Your assignment:
Only lines that contain the word "records" are to be returned from the data below.

Materials provided:
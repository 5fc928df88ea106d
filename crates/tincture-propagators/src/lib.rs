//! Field passes for Tincture simulations.
//!
//! Each tick runs two passes over a [`FieldStore`](tincture_field::FieldStore):
//!
//! 1. [`DiffusionStepper`]: reads current, writes next (caller swaps)
//! 2. [`CompetitionResolver`]: rescales current in place by layer strength
//!    and suppresses weaker layers cell by cell
//!
//! Both passes touch interior cells only. The outermost ring of every plane
//! is left as the buffer last held it.

#![forbid(unsafe_code)]
#![deny(missing_docs)]
#![deny(rustdoc::broken_intra_doc_links)]

pub mod competition;
pub mod diffusion;
pub mod kernel;

pub use competition::{CompetitionResolver, CompetitionResolverBuilder};
pub use diffusion::{DiffusionStepper, DiffusionStepperBuilder};
pub use kernel::Kernel3x3;
//! Benchmark profiles for the Tincture simulation.
//!
//! - [`reference_profile`]: 200x200 grid, 10 suppliers, the display defaults
//! - [`stress_profile`]: 500x500 grid, 32 suppliers
//! - [`bench_suppliers`]: deterministic supplier records with spread-out attributes

#![forbid(unsafe_code)]
#![deny(rustdoc::broken_intra_doc_links)]

use tincture_core::{Supplier, SupplierId};
use tincture_engine::SimConfig;

/// Build the reference profile: 200x200 grid, up to 10 suppliers.
pub fn reference_profile(seed: u64) -> SimConfig {
    SimConfig {
        seed: Some(seed),
        ..SimConfig::default()
    }
}

/// Build the stress profile: 500x500 grid, up to 32 suppliers.
pub fn stress_profile(seed: u64) -> SimConfig {
    SimConfig {
        width: 500,
        height: 500,
        max_suppliers: 32,
        seed: Some(seed),
        ..SimConfig::default()
    }
}

/// Generate `n` suppliers whose attributes vary with their index.
///
/// Values stay inside every attribute's domain, so the records always
/// validate.
pub fn bench_suppliers(n: u32) -> Vec<Supplier> {
    (0..n)
        .map(|i| {
            let t = f64::from(i % 17) / 16.0;
            Supplier {
                id: SupplierId(i + 1),
                name: format!("Bench {}", i + 1),
                quality: 40.0 + 60.0 * t,
                experience_years: f64::from(i % 30),
                reliability: 100.0 - 50.0 * t,
                supply_cost: 5.0 + f64::from(i % 7) * 3.0,
                delivery_speed_days: 1.0 + f64::from(i % 5),
            }
        })
        .collect()
}

#[cfg(test)]
mod tests {
    use super::*;

    #[test]
    fn profiles_validate() {
        assert!(reference_profile(1).validate().is_ok());
        assert!(stress_profile(1).validate().is_ok());
    }

    #[test]
    fn bench_suppliers_validate() {
        let suppliers = bench_suppliers(40);
        assert_eq!(suppliers.len(), 40);
        assert!(suppliers.iter().all(|s| s.validate().is_ok()));
    }
}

Completed task:
//! - [`bench_suppliers`]: deterministic supplier records with spread-out attributes
/// Values stay inside every attribute's domain, so the records always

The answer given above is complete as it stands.